Dataset entries
|---|

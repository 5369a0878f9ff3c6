// src/cli/handlers/mod.rs

// One module per CLI command.

pub mod commons;
pub mod create;
pub mod credential;
pub mod delete;
pub mod list;
pub mod show;
pub mod theme;
pub mod tree;
pub mod use_context;
#[cfg(test)]
mod tests {
    use super::*;

    fn store_with_app() -> (IndexStore, App) {
        let mut store = IndexStore::in_memory(HierarchyIndex::default());
        let eco = store.create_ecosystem("healthcare").unwrap();
        let dom = store.create_domain(eco.id, "backend").unwrap();
        let app = store
            .create_app(dom.id, "portal", PathBuf::from("/src/portal"))
            .unwrap();
        (store, app)
    }

    #[test]
    fn test_ids_are_unique_across_levels() {
        let (mut store, app) = store_with_app();
        let ws = store.create_workspace(app.id, "staging", None).unwrap();
        assert_eq!(ws.id, 4);
        assert_eq!(store.index().last_id, 4);
    }

    #[test]
    fn test_sibling_names_must_be_unique() {
        let (mut store, app) = store_with_app();
        store.create_workspace(app.id, "main", None).unwrap();
        let err = store.create_workspace(app.id, "main", None).unwrap_err();
        assert!(matches!(
            err,
            StoreError::NameAlreadyExists {
                level: Level::Workspace,
                ..
            }
        ));
    }

    #[test]
    fn test_same_name_allowed_under_different_parents() {
        let (mut store, app) = store_with_app();
        let eco_id = store.get_domain(app.domain_id).unwrap().ecosystem_id;
        let other_domain = store.create_domain(eco_id, "frontend").unwrap();
        store
            .create_app(other_domain.id, "portal", PathBuf::from("/src/portal-web"))
            .unwrap();
        assert_eq!(store.find_apps_by_name("portal").unwrap().len(), 2);
    }

    #[test]
    fn test_create_under_missing_parent_fails() {
        let mut store = IndexStore::in_memory(HierarchyIndex::default());
        let err = store.create_domain(99, "backend").unwrap_err();
        assert!(matches!(
            err,
            StoreError::EntityNotFound {
                level: Level::Ecosystem,
                id: 99
            }
        ));
    }

    #[test]
    fn test_delete_recursive_removes_subtree_overrides_and_active() {
        let (mut store, app) = store_with_app();
        let ws = store.create_workspace(app.id, "staging", None).unwrap();
        let ws_scope = ScopeRef::new(Level::Workspace, ws.id);
        store.set_override(ws_scope, "theme", "dark").unwrap();
        store
            .set_active_selection(ActiveSelection {
                workspace_id: Some(ws.id),
                ..Default::default()
            })
            .unwrap();

        let removed = store
            .delete_recursive(ScopeRef::new(Level::Domain, app.domain_id))
            .unwrap();

        assert_eq!(removed, 3); // domain, app, workspace
        assert!(store.index().workspaces.is_empty());
        assert!(store.index().overrides.is_empty());
        assert!(store.index().active.is_empty());
        assert_eq!(store.index().ecosystems.len(), 1);
    }

    #[test]
    fn test_override_set_get_remove() {
        let (mut store, app) = store_with_app();
        let scope = ScopeRef::new(Level::App, app.id);
        store.set_override(scope, "credential.API_KEY", "k").unwrap();
        store.set_override(scope, "theme", "dark").unwrap();

        assert_eq!(
            store.get_override(scope, "theme").unwrap().as_deref(),
            Some("dark")
        );
        assert_eq!(
            store.list_override_keys(scope, "credential.").unwrap(),
            vec!["credential.API_KEY".to_string()]
        );
        assert!(store.remove_override(scope, "theme"));
        assert!(!store.remove_override(scope, "theme"));
        assert_eq!(store.get_override(scope, "theme").unwrap(), None);
    }

    #[test]
    fn test_override_on_missing_entity_fails() {
        let mut store = IndexStore::in_memory(HierarchyIndex::default());
        let err = store
            .set_override(ScopeRef::new(Level::App, 5), "theme", "dark")
            .unwrap_err();
        assert!(matches!(err, StoreError::EntityNotFound { .. }));
    }

    #[test]
    fn test_save_and_reopen_round_trip() {
        let dir = tempfile::tempdir().unwrap();
        let path = dir.path().join("nested").join("store.bin");

        let mut store = IndexStore::open(&path).unwrap();
        assert!(store.index().ecosystems.is_empty());
        let eco = store.create_ecosystem("healthcare").unwrap();
        assert!(store.needs_saving());
        store.save().unwrap();
        assert!(!store.needs_saving());

        let reopened = IndexStore::open(&path).unwrap();
        assert_eq!(reopened.get_ecosystem(eco.id).unwrap().name, "healthcare");
    }

    #[test]
    fn test_corrupt_store_is_reported() {
        let dir = tempfile::tempdir().unwrap();
        let path = dir.path().join("store.bin");
        fs::write(&path, [0xff, 0xff, 0xff]).unwrap();
        assert!(matches!(
            IndexStore::open(&path),
            Err(StoreError::BincodeDecode(_))
        ));
    }
}
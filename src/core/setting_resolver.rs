// src/core/setting_resolver.rs

use crate::constants::{CREDENTIAL_KEY_PREFIX, DEFAULT_THEME, THEME_KEY};
use crate::core::cascade::{Cascade, CascadeOutcome, Layer};
use crate::core::store::HierarchyStore;
use crate::models::{CascadeLevel, EntityId, GlobalConfig, Level, ResolutionTrace, ScopeRef};
use serde::Serialize;
use std::collections::{BTreeMap, BTreeSet, HashMap};
use std::env::VarError;

const GLOBAL_LAYER_NAME: &str = "config.toml";
const DEFAULT_LAYER_NAME: &str = "built-in default";
const ENVIRONMENT_LAYER_NAME: &str = "process environment";

/// Where forced credential values come from.
pub trait EnvSource {
    /// The value of `name`, or `None` if it is not set.
    fn var(&self, name: &str) -> Result<Option<String>, VarError>;
}

/// The environment of the current process.
#[derive(Debug, Clone, Copy, Default)]
pub struct ProcessEnv;

impl EnvSource for ProcessEnv {
    fn var(&self, name: &str) -> Result<Option<String>, VarError> {
        match std::env::var(name) {
            Ok(value) => Ok(Some(value)),
            Err(VarError::NotPresent) => Ok(None),
            Err(e) => Err(e),
        }
    }
}

impl EnvSource for HashMap<String, String> {
    fn var(&self, name: &str) -> Result<Option<String>, VarError> {
        Ok(self.get(name).cloned())
    }
}

/// The effective value of one setting, together with how it was found.
#[derive(Serialize, Debug, Clone, PartialEq, Eq)]
pub struct ResolvedSetting {
    pub key: String,
    pub value: Option<String>,
    /// Level that supplied `value`.
    pub source: Option<CascadeLevel>,
    /// Name of the entity (or layer) that supplied `value`.
    pub source_name: Option<String>,
    pub trace: ResolutionTrace,
}

impl From<(String, CascadeOutcome)> for ResolvedSetting {
    fn from((key, outcome): (String, CascadeOutcome)) -> Self {
        let (source, source_name) = match outcome.source {
            Some(step) => (Some(step.level), Some(step.entity_name)),
            None => (None, None),
        };
        Self {
            key,
            value: outcome.value,
            source,
            source_name,
            trace: outcome.trace,
        }
    }
}

/// The settings a key can address.
enum SettingKind<'k> {
    Theme,
    Credential(&'k str),
    Other,
}

impl<'k> SettingKind<'k> {
    fn of(key: &'k str) -> Self {
        if key == THEME_KEY {
            Self::Theme
        } else if let Some(name) = key.strip_prefix(CREDENTIAL_KEY_PREFIX) {
            Self::Credential(name)
        } else {
            Self::Other
        }
    }
}

/// The store key of the credential override `name`.
pub fn credential_key(name: &str) -> String {
    format!("{}{}", CREDENTIAL_KEY_PREFIX, name)
}

/// Resolves settings by walking overrides from an entity toward the root,
/// then the global configuration, then (for credentials) the environment.
#[derive(Debug)]
pub struct CascadeResolver<'a, S: HierarchyStore + ?Sized, E: EnvSource = ProcessEnv> {
    store: &'a S,
    config: &'a GlobalConfig,
    env: E,
}

impl<'a, S: HierarchyStore + ?Sized> CascadeResolver<'a, S, ProcessEnv> {
    pub fn new(store: &'a S, config: &'a GlobalConfig) -> Self {
        Self::with_env(store, config, ProcessEnv)
    }
}

impl<'a, S: HierarchyStore + ?Sized, E: EnvSource> CascadeResolver<'a, S, E> {
    pub fn with_env(store: &'a S, config: &'a GlobalConfig, env: E) -> Self {
        Self { store, config, env }
    }

    /// Resolves `key` starting at the entity `(level, id)`.
    ///
    /// `theme` falls back to the global theme and then the built-in default.
    /// `credential.<NAME>` falls back to the global credentials, and the
    /// environment variable `<NAME>` wins over everything when set.
    /// Other keys only walk the hierarchy.
    pub fn resolve_setting(&self, level: Level, id: EntityId, key: &str) -> ResolvedSetting {
        let start = ScopeRef::new(level, id);
        let mut cascade = Cascade::new(key);
        self.walk_hierarchy(&mut cascade, start, key);

        match SettingKind::of(key) {
            SettingKind::Theme => {
                let (name, theme) = match &self.config.theme {
                    Some(theme) => (GLOBAL_LAYER_NAME, theme.clone()),
                    None => (DEFAULT_LAYER_NAME, DEFAULT_THEME.to_string()),
                };
                cascade.consult(Layer::inherit(CascadeLevel::Global, name), || {
                    Ok::<_, VarError>(Some(theme))
                });
            }
            SettingKind::Credential(name) => {
                cascade.consult(
                    Layer::inherit(CascadeLevel::Global, GLOBAL_LAYER_NAME),
                    || Ok::<_, VarError>(self.config.credentials.get(name).cloned()),
                );
                cascade.consult(
                    Layer::force(CascadeLevel::Environment, ENVIRONMENT_LAYER_NAME),
                    || self.env.var(name),
                );
            }
            SettingKind::Other => {}
        }

        (key.to_string(), cascade.finish()).into()
    }

    /// The effective theme of an entity.
    pub fn resolve_theme(&self, scope: ScopeRef) -> ResolvedSetting {
        self.resolve_setting(scope.level, scope.id, THEME_KEY)
    }

    /// The effective value of a single credential.
    pub fn resolve_credential(&self, scope: ScopeRef, name: &str) -> ResolvedSetting {
        self.resolve_setting(scope.level, scope.id, &credential_key(name))
    }

    /// Every credential visible from `scope`, keyed by credential name.
    ///
    /// The key set is the union of the credentials overridden anywhere along the
    /// chain and those in the global configuration. Each is then resolved on
    /// its own, so environment values replace hierarchy values.
    pub fn resolve_credentials(&self, scope: ScopeRef) -> BTreeMap<String, ResolvedSetting> {
        let mut names: BTreeSet<String> = self.config.credentials.keys().cloned().collect();

        let mut next = Some(scope);
        while let Some(current) = next {
            match self.store.list_override_keys(current, CREDENTIAL_KEY_PREFIX) {
                Ok(keys) => names.extend(
                    keys.iter()
                        .filter_map(|k| k.strip_prefix(CREDENTIAL_KEY_PREFIX))
                        .map(str::to_string),
                ),
                Err(e) => log::warn!(
                    "Could not list credentials of {} '{}': {}",
                    current.level,
                    current.id,
                    e
                ),
            }
            next = match self.store.describe(current) {
                Ok((_, parent)) => parent,
                Err(e) => {
                    log::warn!(
                        "Could not reach the parent of {} '{}': {}",
                        current.level,
                        current.id,
                        e
                    );
                    None
                }
            };
        }

        names
            .into_iter()
            .map(|name| {
                let resolved = self.resolve_credential(scope, &name);
                (name, resolved)
            })
            .collect()
    }

    /// Consults the override at every level from `start` up to the ecosystem,
    /// stopping at the first hit. A level whose entity cannot be read is
    /// recorded as failed and ends the hierarchy part of the walk.
    fn walk_hierarchy(&self, cascade: &mut Cascade<'_>, start: ScopeRef, key: &str) {
        let mut next = Some(start);
        while let Some(scope) = next {
            if cascade.is_settled() {
                break;
            }
            let level = CascadeLevel::Entity(scope.level);
            match self.store.describe(scope) {
                Ok((name, parent)) => {
                    cascade.consult(Layer::inherit(level, name), || {
                        self.store.get_override(scope, key)
                    });
                    next = parent;
                }
                Err(e) => {
                    cascade.fail(Layer::inherit(level, format!("#{}", scope.id)), e);
                    next = None;
                }
            }
        }
    }
}
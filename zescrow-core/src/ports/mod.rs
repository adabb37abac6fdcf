//! Port definitions (hexagonal architecture)
//!
//! Ports define the interfaces for external dependencies. The core domain
//! depends only on these traits, not on concrete implementations.

mod chain;

pub use chain::{
    IntentRegistry, PayoutAuthorization, SentTransaction, TxConfirmation, VaultContract,
    ZcashChain,
};
//! User wallets

use chrono::{DateTime, Utc};
use rust_decimal::Decimal;
use serde::{Deserialize, Serialize};

use super::amount::zatoshi_to_zec;

/// A user's Zcash wallet as known to the escrow store
#[derive(Debug, Clone, PartialEq, Serialize, Deserialize)]
#[serde(rename_all = "camelCase")]
pub struct Wallet {
    pub wallet_id: String,
    pub user_id: String,
    pub label: Option<String>,
    pub transparent_address: String,
    pub shielded_address: String,
    pub created_at: DateTime<Utc>,
}

/// Addresses handed back by the chain when a wallet is created or imported
#[derive(Debug, Clone, PartialEq, Serialize, Deserialize)]
#[serde(rename_all = "camelCase")]
pub struct WalletKeys {
    pub wallet_id: String,
    pub transparent_address: String,
    pub shielded_address: String,
}

/// Spendable balance split by pool, in zatoshi
#[derive(Debug, Clone, Copy, Default, PartialEq, Eq, Serialize, Deserialize)]
#[serde(rename_all = "camelCase")]
pub struct WalletBalance {
    pub transparent: i64,
    pub shielded: i64,
}

impl WalletBalance {
    pub fn total(&self) -> i64 {
        self.transparent + self.shielded
    }

    pub fn total_zec(&self) -> Decimal {
        zatoshi_to_zec(self.total())
    }
}

/// Which pool a deposit lands in
#[derive(Debug, Clone, Copy, Default, PartialEq, Eq, Serialize, Deserialize)]
#[serde(rename_all = "lowercase")]
pub enum Pool {
    Transparent,
    #[default]
    Shielded,
}
//! zescrow CLI - escrow engine operator tool

use std::process::ExitCode;

use anyhow::Result;
use clap::{Parser, Subcommand};

mod commands;
mod output;

use commands::{deal, doctor, logs, monitor, serve, status, wallet};

/// zescrow - private escrow for freelance deals
#[derive(Parser)]
#[command(name = "zescrow", version, about, long_about = None)]
struct Cli {
    #[command(subcommand)]
    command: Commands,
}

#[derive(Subcommand)]
enum Commands {
    /// Run the REST API together with the confirmation monitor
    Serve {
        /// Address to bind (overrides settings)
        #[arg(long)]
        bind: Option<String>,
        /// Port to listen on (overrides settings)
        #[arg(long, short)]
        port: Option<u16>,
        /// Don't start the confirmation monitor
        #[arg(long)]
        no_monitor: bool,
    },

    /// Show escrow book summary
    Status {
        /// Output as JSON
        #[arg(long)]
        json: bool,
    },

    /// Run store health checks
    Doctor {
        /// Show verbose output
        #[arg(long, short)]
        verbose: bool,
        /// Output as JSON
        #[arg(long)]
        json: bool,
    },

    /// Reconcile pending transactions with the chain
    Monitor {
        /// Keep polling on the configured interval
        #[arg(long, short)]
        watch: bool,
        /// Output as JSON
        #[arg(long)]
        json: bool,
    },

    /// Manage user wallets
    Wallet {
        #[command(subcommand)]
        command: wallet::WalletCommands,
    },

    /// Create and drive escrow deals
    Deal {
        #[command(subcommand)]
        command: deal::DealCommands,
    },

    /// View and manage the event log
    Logs {
        #[command(subcommand)]
        command: logs::LogsCommands,
    },
}

/// Default log filter for long-running commands
const SERVICE_LOG_FILTER: &str = "zescrow=info,zescrow_core=info,tower_http=info";

fn main() -> ExitCode {
    let cli = Cli::parse();

    let filter = match &cli.command {
        Commands::Serve { .. } | Commands::Monitor { watch: true, .. } => SERVICE_LOG_FILTER,
        _ => "warn",
    };
    commands::init_tracing(filter);

    let command = cli.command.name();
    let result = run(cli);

    match result {
        Ok(()) => ExitCode::SUCCESS,
        Err(e) => {
            let message = format!("{:#}", e);
            if let Some(logger) = commands::get_logger() {
                let _ = logger.log_error("command_failed", &message, Some(command));
            }
            output::error(&message);
            ExitCode::FAILURE
        }
    }
}

impl Commands {
    fn name(&self) -> &'static str {
        match self {
            Commands::Serve { .. } => "serve",
            Commands::Status { .. } => "status",
            Commands::Doctor { .. } => "doctor",
            Commands::Monitor { .. } => "monitor",
            Commands::Wallet { .. } => "wallet",
            Commands::Deal { .. } => "deal",
            Commands::Logs { .. } => "logs",
        }
    }
}

fn run(cli: Cli) -> Result<()> {
    match cli.command {
        Commands::Serve { bind, port, no_monitor } => serve::run(bind, port, no_monitor),
        Commands::Status { json } => status::run(json),
        Commands::Doctor { verbose, json } => doctor::run(verbose, json),
        Commands::Monitor { watch, json } => monitor::run(watch, json),
        Commands::Wallet { command } => wallet::run(command),
        Commands::Deal { command } => deal::run(command),
        Commands::Logs { command } => logs::run(command),
    }
}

|---|

## TASK TO COMPLETE
Locate and copy each line in the data above that includes the word "watch".

## SOLUTION TO THIS EXERCISE
        watch: bool,
        Commands::Serve { .. } | Commands::Monitor { watch: true, .. } => SERVICE_LOG_FILTER,
        Commands::Monitor { watch, json } => monitor::run(watch, json),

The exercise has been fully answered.